**Assignment:** For the word "after", search the records and show each line in which it occurs.

**Stored data entries:**
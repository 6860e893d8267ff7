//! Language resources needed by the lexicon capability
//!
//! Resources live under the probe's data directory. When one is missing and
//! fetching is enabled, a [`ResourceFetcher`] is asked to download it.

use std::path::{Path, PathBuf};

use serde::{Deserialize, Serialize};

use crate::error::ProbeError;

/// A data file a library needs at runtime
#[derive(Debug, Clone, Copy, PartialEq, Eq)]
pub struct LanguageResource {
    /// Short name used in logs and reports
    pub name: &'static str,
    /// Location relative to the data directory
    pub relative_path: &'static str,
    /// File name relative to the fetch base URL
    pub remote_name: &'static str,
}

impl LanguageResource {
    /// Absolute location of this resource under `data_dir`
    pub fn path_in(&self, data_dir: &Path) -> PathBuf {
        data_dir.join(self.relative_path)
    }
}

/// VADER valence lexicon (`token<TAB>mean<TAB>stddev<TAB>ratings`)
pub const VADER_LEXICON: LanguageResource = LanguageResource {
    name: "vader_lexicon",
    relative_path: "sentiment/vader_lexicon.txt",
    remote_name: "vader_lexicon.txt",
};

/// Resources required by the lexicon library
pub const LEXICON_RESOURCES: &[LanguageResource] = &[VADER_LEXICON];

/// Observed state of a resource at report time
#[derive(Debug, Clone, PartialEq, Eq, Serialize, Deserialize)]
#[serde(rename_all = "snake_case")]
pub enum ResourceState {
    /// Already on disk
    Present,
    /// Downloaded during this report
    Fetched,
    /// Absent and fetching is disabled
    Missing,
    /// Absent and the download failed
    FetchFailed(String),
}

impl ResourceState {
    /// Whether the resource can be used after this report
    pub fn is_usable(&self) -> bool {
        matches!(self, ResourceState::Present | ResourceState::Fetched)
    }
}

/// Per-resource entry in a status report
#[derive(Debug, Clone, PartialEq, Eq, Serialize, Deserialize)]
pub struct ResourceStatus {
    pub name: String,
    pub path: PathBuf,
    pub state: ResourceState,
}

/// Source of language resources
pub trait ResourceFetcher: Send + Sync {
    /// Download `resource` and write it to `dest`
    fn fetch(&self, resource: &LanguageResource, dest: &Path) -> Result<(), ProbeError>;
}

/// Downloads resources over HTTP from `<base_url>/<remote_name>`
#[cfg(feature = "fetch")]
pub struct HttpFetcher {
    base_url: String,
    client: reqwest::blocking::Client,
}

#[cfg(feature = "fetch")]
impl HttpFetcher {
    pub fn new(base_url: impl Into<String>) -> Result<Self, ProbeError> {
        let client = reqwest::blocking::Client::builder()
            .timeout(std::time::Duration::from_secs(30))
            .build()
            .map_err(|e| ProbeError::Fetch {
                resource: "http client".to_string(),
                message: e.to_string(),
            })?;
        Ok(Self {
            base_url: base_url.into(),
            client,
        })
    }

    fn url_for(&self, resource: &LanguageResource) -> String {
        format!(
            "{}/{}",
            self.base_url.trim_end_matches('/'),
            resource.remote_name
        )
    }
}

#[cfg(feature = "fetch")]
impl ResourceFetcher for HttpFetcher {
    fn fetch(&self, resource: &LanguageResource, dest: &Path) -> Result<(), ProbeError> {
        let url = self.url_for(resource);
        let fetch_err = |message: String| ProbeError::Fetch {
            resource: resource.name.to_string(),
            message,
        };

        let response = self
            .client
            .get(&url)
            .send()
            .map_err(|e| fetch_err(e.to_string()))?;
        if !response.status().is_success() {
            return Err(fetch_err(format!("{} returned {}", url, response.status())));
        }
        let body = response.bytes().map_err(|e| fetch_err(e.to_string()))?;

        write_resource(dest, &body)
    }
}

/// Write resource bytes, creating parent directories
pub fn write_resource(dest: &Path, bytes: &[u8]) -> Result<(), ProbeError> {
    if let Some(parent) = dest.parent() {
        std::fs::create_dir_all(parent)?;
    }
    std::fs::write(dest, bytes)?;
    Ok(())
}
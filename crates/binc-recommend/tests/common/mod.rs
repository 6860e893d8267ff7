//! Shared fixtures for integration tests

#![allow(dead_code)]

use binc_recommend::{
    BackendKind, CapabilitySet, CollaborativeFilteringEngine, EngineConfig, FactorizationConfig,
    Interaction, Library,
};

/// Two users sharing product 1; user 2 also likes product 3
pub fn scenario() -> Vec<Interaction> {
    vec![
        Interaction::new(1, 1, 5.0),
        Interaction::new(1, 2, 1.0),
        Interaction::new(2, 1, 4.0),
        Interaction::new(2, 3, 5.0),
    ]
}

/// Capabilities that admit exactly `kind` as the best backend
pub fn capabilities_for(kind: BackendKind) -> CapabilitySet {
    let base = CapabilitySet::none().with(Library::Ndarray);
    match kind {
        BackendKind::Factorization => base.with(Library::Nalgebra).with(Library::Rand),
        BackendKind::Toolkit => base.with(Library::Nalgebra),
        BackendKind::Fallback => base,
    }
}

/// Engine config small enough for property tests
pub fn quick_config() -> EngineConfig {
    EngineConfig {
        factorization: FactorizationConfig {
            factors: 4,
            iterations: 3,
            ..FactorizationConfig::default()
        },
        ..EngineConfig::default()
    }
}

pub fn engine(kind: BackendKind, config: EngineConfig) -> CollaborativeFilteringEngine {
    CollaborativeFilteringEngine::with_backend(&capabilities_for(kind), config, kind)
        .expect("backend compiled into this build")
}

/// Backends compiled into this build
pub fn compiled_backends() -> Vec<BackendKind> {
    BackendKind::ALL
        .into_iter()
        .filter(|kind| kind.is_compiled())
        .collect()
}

...

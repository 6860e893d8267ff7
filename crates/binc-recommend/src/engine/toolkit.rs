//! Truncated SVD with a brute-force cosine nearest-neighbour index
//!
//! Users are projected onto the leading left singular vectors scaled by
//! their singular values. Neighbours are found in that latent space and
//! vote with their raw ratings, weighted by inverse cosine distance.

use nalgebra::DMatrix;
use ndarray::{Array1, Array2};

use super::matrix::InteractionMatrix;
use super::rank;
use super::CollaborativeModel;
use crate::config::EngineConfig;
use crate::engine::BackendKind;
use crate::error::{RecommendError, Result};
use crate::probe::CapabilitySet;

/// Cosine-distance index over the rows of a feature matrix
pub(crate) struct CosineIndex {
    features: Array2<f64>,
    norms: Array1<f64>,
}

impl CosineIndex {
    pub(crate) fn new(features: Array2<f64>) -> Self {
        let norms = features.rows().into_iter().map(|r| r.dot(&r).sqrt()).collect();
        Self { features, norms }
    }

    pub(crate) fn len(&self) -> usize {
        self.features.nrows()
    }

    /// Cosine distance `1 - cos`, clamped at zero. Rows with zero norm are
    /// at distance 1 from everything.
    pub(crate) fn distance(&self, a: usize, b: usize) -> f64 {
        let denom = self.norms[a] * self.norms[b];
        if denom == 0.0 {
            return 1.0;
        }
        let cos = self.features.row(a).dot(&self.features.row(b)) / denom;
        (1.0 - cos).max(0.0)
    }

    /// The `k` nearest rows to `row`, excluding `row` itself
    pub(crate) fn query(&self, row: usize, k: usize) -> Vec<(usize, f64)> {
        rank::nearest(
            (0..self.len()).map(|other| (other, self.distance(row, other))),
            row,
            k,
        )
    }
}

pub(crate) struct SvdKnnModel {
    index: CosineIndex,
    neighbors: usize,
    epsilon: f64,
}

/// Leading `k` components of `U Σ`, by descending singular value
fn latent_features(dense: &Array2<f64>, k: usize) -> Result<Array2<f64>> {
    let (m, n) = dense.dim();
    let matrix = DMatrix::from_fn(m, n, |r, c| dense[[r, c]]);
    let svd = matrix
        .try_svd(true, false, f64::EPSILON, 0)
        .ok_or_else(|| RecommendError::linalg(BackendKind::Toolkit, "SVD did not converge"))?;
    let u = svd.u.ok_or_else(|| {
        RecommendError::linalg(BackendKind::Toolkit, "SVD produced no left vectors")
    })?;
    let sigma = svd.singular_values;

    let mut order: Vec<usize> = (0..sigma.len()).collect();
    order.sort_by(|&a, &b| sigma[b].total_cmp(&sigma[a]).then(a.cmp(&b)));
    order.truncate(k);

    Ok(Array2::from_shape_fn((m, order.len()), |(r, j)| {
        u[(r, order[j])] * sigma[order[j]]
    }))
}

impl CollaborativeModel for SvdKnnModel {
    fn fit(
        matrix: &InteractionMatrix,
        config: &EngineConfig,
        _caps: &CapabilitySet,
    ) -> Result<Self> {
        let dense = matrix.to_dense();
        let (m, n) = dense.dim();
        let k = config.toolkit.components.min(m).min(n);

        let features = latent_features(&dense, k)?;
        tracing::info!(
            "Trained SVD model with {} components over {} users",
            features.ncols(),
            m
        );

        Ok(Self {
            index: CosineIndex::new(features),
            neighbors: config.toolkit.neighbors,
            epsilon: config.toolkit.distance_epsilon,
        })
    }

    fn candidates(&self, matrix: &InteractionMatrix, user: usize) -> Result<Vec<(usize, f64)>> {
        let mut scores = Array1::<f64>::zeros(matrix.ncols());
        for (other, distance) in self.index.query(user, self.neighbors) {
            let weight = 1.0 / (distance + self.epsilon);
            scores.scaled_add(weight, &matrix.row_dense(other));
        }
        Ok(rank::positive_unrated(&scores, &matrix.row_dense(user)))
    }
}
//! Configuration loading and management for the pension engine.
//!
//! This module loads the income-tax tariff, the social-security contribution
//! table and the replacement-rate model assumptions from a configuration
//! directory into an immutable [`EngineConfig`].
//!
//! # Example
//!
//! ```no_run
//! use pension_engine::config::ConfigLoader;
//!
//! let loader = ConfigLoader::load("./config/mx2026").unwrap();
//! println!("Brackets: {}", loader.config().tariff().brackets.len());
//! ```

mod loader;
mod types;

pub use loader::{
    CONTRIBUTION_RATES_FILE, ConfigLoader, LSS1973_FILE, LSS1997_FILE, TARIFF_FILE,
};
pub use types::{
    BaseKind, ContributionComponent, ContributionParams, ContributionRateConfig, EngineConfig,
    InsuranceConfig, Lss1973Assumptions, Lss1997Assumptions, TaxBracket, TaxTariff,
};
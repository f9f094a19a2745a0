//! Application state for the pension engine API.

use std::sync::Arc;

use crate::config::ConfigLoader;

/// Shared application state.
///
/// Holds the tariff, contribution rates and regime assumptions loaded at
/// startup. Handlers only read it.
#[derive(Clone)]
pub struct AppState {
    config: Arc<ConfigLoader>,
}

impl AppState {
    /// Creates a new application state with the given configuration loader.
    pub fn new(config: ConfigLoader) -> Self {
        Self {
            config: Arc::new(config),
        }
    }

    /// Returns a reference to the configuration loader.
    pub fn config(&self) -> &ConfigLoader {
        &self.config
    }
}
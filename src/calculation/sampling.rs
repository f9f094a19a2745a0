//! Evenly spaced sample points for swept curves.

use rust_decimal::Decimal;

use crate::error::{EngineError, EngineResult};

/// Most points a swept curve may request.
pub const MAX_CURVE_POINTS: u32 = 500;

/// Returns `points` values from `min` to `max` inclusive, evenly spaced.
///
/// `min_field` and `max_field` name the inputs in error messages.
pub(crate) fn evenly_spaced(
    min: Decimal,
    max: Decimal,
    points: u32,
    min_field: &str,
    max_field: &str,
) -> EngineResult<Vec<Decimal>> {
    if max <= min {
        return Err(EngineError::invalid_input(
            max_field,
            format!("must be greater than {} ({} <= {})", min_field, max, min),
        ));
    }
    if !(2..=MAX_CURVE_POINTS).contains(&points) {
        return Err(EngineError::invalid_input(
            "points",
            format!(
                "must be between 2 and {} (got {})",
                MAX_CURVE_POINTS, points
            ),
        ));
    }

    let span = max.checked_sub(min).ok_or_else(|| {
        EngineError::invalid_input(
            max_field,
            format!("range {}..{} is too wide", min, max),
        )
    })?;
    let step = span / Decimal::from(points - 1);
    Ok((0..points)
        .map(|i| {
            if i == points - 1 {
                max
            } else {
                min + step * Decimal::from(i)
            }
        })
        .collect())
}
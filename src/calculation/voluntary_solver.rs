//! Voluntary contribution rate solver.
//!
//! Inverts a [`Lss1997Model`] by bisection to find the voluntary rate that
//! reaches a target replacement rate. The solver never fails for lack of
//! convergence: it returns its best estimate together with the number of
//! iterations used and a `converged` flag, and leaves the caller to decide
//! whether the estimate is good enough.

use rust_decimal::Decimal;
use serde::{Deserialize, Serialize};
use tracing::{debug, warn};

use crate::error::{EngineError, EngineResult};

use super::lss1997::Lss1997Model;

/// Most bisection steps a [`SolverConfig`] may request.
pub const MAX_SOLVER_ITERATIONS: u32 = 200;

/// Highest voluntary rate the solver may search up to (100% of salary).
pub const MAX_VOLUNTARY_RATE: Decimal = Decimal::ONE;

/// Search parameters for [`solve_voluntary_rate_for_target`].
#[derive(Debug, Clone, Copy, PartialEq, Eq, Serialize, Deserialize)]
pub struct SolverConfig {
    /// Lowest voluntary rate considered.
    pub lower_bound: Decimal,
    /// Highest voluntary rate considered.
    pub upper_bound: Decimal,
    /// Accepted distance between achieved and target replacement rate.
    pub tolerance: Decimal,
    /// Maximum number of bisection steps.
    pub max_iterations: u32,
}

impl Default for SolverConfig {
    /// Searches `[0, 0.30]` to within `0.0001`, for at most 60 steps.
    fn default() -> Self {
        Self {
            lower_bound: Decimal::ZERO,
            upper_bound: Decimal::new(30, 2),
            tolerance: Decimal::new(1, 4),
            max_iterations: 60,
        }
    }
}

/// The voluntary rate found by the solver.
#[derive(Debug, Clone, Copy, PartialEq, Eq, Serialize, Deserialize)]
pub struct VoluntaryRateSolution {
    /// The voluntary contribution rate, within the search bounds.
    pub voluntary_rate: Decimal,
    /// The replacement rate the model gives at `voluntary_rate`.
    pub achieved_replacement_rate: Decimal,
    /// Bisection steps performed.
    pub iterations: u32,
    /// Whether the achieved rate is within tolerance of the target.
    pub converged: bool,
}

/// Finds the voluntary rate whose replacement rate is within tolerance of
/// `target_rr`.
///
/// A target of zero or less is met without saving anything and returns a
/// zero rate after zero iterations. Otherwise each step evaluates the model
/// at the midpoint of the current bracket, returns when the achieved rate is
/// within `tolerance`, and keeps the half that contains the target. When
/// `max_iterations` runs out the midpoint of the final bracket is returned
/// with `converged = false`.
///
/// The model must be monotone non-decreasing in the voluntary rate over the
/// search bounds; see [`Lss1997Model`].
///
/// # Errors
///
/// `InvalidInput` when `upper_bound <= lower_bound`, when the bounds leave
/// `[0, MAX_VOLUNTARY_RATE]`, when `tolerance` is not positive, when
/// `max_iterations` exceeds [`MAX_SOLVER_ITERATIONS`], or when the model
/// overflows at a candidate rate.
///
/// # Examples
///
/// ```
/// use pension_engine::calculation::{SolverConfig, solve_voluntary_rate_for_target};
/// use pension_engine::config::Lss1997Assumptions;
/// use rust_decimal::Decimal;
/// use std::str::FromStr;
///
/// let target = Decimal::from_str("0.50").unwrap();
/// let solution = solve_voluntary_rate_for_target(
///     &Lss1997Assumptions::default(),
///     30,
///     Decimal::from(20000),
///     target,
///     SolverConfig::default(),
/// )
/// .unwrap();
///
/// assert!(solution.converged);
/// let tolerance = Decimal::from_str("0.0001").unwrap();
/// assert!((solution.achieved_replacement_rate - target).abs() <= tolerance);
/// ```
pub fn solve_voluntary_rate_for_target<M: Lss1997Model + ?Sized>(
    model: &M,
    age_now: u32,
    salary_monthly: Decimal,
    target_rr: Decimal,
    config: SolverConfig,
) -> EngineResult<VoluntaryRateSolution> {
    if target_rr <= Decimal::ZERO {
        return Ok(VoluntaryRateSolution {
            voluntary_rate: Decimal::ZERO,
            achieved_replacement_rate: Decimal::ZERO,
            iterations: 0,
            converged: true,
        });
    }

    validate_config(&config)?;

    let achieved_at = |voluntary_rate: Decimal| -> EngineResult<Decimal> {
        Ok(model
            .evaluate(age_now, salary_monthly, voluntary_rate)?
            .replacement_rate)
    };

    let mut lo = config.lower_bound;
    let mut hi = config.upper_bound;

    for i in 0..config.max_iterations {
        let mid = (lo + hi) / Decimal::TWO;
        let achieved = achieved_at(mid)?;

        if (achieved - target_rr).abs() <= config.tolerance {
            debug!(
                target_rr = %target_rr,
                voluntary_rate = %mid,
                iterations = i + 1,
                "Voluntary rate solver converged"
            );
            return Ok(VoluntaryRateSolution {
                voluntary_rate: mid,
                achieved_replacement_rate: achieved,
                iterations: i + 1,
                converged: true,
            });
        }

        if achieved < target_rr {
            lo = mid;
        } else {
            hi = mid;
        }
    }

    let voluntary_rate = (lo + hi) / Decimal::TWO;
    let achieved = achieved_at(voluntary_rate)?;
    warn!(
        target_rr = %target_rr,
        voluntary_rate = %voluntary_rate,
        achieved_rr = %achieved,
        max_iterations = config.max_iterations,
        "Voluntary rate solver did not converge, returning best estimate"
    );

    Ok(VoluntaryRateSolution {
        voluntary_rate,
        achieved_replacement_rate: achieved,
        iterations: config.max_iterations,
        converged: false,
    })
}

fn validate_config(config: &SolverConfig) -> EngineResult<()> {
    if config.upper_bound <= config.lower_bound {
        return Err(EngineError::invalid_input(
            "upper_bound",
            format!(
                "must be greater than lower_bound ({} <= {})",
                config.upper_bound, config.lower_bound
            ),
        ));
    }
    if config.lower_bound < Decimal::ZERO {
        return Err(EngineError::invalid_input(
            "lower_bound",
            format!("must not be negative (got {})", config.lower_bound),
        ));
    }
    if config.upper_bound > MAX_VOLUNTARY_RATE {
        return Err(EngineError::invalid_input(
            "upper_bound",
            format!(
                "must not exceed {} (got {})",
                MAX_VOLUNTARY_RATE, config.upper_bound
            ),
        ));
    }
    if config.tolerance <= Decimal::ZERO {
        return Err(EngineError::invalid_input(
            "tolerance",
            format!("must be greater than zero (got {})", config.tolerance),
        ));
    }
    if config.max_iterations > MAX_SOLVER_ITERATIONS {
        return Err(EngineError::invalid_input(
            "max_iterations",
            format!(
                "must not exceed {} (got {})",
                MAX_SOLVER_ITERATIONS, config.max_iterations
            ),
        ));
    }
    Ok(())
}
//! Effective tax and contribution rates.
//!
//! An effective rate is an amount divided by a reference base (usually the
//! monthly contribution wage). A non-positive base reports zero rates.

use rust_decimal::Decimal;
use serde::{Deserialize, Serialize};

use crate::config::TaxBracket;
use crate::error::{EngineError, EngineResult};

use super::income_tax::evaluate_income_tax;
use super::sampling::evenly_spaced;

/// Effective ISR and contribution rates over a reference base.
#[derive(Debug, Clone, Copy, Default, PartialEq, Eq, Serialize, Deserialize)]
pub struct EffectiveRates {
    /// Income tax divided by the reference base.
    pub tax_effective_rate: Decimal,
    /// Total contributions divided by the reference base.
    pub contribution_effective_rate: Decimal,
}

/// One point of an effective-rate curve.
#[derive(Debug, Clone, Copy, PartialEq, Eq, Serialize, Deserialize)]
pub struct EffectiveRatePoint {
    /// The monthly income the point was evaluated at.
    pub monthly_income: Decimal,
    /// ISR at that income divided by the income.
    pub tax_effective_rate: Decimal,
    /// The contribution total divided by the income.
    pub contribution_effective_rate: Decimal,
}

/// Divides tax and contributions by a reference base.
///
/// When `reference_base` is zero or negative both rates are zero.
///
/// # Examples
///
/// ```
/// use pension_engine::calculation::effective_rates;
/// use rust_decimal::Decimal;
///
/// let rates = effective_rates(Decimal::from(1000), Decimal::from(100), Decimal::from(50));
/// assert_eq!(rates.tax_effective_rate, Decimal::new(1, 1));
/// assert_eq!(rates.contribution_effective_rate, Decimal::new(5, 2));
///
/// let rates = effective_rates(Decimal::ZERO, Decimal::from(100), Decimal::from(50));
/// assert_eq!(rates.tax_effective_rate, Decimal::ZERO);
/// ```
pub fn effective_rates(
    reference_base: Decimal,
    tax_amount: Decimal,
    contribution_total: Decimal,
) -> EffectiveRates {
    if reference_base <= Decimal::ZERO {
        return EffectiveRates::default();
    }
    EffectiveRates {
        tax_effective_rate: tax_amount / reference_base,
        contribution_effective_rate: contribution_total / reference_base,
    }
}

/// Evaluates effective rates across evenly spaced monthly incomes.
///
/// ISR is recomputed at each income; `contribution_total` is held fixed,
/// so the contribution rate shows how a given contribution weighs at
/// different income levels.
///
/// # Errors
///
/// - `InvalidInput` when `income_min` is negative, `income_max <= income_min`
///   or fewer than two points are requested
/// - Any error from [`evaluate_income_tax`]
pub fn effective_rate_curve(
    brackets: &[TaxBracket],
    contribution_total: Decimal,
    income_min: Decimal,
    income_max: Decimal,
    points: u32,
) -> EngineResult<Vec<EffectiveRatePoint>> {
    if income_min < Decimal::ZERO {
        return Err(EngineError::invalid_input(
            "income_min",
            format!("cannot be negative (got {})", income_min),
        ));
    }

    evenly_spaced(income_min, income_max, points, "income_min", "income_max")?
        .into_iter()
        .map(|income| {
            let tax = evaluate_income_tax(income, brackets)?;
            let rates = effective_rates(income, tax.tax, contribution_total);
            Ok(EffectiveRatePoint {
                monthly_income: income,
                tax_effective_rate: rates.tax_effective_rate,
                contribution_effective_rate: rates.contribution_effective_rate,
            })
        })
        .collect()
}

**Task response:**
    /// Whether the resource can be used after this report
/// zero rate after zero iterations. Otherwise each step evaluates the model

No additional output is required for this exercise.